((

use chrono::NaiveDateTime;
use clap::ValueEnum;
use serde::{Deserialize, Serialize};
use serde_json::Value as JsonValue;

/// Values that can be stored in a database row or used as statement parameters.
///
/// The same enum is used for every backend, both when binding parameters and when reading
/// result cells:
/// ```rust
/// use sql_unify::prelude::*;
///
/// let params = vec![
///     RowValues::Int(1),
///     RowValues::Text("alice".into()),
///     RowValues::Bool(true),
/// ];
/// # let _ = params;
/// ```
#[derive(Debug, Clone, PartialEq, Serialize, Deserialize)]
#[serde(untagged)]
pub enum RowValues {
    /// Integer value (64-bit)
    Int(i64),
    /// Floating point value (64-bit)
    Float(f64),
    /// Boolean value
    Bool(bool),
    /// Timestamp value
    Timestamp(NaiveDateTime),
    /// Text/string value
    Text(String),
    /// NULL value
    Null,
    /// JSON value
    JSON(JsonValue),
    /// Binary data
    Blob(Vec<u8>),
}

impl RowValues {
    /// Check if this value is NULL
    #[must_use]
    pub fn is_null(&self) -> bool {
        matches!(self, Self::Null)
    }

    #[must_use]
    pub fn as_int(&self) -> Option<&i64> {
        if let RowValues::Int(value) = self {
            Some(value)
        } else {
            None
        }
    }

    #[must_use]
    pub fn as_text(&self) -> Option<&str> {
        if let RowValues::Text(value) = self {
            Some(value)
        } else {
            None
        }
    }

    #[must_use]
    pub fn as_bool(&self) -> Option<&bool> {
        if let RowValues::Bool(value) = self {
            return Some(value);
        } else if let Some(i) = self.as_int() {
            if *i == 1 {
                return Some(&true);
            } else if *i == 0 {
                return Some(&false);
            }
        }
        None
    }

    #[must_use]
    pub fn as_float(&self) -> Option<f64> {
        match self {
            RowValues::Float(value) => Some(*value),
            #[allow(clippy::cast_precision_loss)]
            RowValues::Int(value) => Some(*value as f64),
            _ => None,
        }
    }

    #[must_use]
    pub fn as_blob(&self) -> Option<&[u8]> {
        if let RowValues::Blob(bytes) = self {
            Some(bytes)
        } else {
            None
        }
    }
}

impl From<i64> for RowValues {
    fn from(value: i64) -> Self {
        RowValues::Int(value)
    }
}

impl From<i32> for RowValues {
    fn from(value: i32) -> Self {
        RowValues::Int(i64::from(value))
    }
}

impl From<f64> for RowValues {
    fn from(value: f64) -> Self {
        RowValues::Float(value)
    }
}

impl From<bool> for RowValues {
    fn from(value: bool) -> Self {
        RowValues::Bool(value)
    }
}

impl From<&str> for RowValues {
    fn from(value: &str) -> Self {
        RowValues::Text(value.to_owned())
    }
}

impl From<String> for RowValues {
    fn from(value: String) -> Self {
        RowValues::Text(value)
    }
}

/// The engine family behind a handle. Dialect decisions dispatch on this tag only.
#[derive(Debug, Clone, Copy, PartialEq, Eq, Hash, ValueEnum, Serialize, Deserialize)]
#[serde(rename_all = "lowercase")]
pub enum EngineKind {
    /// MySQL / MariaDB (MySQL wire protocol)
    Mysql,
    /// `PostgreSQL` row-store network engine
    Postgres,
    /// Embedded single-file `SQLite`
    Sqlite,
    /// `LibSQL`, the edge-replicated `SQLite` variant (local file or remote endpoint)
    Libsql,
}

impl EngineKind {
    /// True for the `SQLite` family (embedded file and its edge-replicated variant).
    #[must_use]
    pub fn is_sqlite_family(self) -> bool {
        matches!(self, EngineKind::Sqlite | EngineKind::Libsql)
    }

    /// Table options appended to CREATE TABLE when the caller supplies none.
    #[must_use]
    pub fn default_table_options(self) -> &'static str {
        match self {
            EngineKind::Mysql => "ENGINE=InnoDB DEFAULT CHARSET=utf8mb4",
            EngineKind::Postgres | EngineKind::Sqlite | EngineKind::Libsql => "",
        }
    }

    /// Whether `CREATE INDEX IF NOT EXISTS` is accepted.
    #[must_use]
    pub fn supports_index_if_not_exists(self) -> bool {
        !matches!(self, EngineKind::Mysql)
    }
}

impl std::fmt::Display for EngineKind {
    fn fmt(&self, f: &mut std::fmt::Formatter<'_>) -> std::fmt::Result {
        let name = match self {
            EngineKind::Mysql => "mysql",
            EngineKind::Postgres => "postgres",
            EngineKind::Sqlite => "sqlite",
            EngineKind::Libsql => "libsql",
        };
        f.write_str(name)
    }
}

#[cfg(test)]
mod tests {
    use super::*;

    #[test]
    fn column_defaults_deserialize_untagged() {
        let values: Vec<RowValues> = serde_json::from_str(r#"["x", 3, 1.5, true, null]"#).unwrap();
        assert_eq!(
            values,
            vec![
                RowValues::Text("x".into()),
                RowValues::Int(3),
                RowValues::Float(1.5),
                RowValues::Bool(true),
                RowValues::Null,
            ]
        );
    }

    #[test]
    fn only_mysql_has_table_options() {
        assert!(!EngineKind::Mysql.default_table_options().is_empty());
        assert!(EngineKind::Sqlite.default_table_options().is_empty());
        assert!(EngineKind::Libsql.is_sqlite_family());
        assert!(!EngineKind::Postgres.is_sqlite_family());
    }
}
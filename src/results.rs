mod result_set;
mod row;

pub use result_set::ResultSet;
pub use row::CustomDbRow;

))

● Exercise brief
Repeat the whole listing above exactly.

● Task result
use chrono::NaiveDateTime;
use clap::ValueEnum;
use serde::{Deserialize, Serialize};
use serde_json::Value as JsonValue;

/// Values that can be stored in a database row or used as statement parameters.
///
/// The same enum is used for every backend, both when binding parameters and when reading
/// result cells:
/// ```rust
/// use sql_unify::prelude::*;
///
/// let params = vec![
///     RowValues::Int(1),
///     RowValues::Text("alice".into()),
///     RowValues::Bool(true),
/// ];
/// # let _ = params;
/// ```
#[derive(Debug, Clone, PartialEq, Serialize, Deserialize)]
#[serde(untagged)]
pub enum RowValues {
    /// Integer value (64-bit)
    Int(i64),
    /// Floating point value (64-bit)
    Float(f64),
    /// Boolean value
    Bool(bool),
    /// Timestamp value
    Timestamp(NaiveDateTime),
    /// Text/string value
    Text(String),
    /// NULL value
    Null,
    /// JSON value
    JSON(JsonValue),
    /// Binary data
    Blob(Vec<u8>),
}

impl RowValues {
    /// Check if this value is NULL
    #[must_use]
    pub fn is_null(&self) -> bool {
        matches!(self, Self::Null)
    }

    #[must_use]
    pub fn as_int(&self) -> Option<&i64> {
        if let RowValues::Int(value) = self {
            Some(value)
        } else {
            None
        }
    }

    #[must_use]
    pub fn as_text(&self) -> Option<&str> {
        if let RowValues::Text(value) = self {
            Some(value)
        } else {
            None
        }
    }

    #[must_use]
    pub fn as_bool(&self) -> Option<&bool> {
        if let RowValues::Bool(value) = self {
            return Some(value);
        } else if let Some(i) = self.as_int() {
            if *i == 1 {
                return Some(&true);
            } else if *i == 0 {
                return Some(&false);
            }
        }
        None
    }

    #[must_use]
    pub fn as_float(&self) -> Option<f64> {
        match self {
            RowValues::Float(value) => Some(*value),
            #[allow(clippy::cast_precision_loss)]
            RowValues::Int(value) => Some(*value as f64),
            _ => None,
        }
    }

    #[must_use]
    pub fn as_blob(&self) -> Option<&[u8]> {
        if let RowValues::Blob(bytes) = self {
            Some(bytes)
        } else {
            None
        }
    }
}

impl From<i64> for RowValues {
    fn from(value: i64) -> Self {
        RowValues::Int(value)
    }
}

impl From<i32> for RowValues {
    fn from(value: i32) -> Self {
        RowValues::Int(i64::from(value))
    }
}

impl From<f64> for RowValues {
    fn from(value: f64) -> Self {
        RowValues::Float(value)
    }
}

impl From<bool> for RowValues {
    fn from(value: bool) -> Self {
        RowValues::Bool(value)
    }
}

impl From<&str> for RowValues {
    fn from(value: &str) -> Self {
        RowValues::Text(value.to_owned())
    }
}

impl From<String> for RowValues {
    fn from(value: String) -> Self {
        RowValues::Text(value)
    }
}

/// The engine family behind a handle. Dialect decisions dispatch on this tag only.
#[derive(Debug, Clone, Copy, PartialEq, Eq, Hash, ValueEnum, Serialize, Deserialize)]
#[serde(rename_all = "lowercase")]
pub enum EngineKind {
    /// MySQL / MariaDB (MySQL wire protocol)
    Mysql,
    /// `PostgreSQL` row-store network engine
    Postgres,
    /// Embedded single-file `SQLite`
    Sqlite,
    /// `LibSQL`, the edge-replicated `SQLite` variant (local file or remote endpoint)
    Libsql,
}

impl EngineKind {
    /// True for the `SQLite` family (embedded file and its edge-replicated variant).
    #[must_use]
    pub fn is_sqlite_family(self) -> bool {
        matches!(self, EngineKind::Sqlite | EngineKind::Libsql)
    }

    /// Table options appended to CREATE TABLE when the caller supplies none.
    #[must_use]
    pub fn default_table_options(self) -> &'static str {
        match self {
            EngineKind::Mysql => "ENGINE=InnoDB DEFAULT CHARSET=utf8mb4",
            EngineKind::Postgres | EngineKind::Sqlite | EngineKind::Libsql => "",
        }
    }

    /// Whether `CREATE INDEX IF NOT EXISTS` is accepted.
    #[must_use]
    pub fn supports_index_if_not_exists(self) -> bool {
        !matches!(self, EngineKind::Mysql)
    }
}

impl std::fmt::Display for EngineKind {
    fn fmt(&self, f: &mut std::fmt::Formatter<'_>) -> std::fmt::Result {
        let name = match self {
            EngineKind::Mysql => "mysql",
            EngineKind::Postgres => "postgres",
            EngineKind::Sqlite => "sqlite",
            EngineKind::Libsql => "libsql",
        };
        f.write_str(name)
    }
}

#[cfg(test)]
mod tests {
    use super::*;

    #[test]
    fn column_defaults_deserialize_untagged() {
        let values: Vec<RowValues> = serde_json::from_str(r#"["x", 3, 1.5, true, null]"#).unwrap();
        assert_eq!(
            values,
            vec![
                RowValues::Text("x".into()),
                RowValues::Int(3),
                RowValues::Float(1.5),
                RowValues::Bool(true),
                RowValues::Null,
            ]
        );
    }

    #[test]
    fn only_mysql_has_table_options() {
        assert!(!EngineKind::Mysql.default_table_options().is_empty());
        assert!(EngineKind::Sqlite.default_table_options().is_empty());
        assert!(EngineKind::Libsql.is_sqlite_family());
        assert!(!EngineKind::Postgres.is_sqlite_family());
    }
}
filename src/results.rs
mod result_set;
mod row;

pub use result_set::ResultSet;
pub use row::CustomDbRow;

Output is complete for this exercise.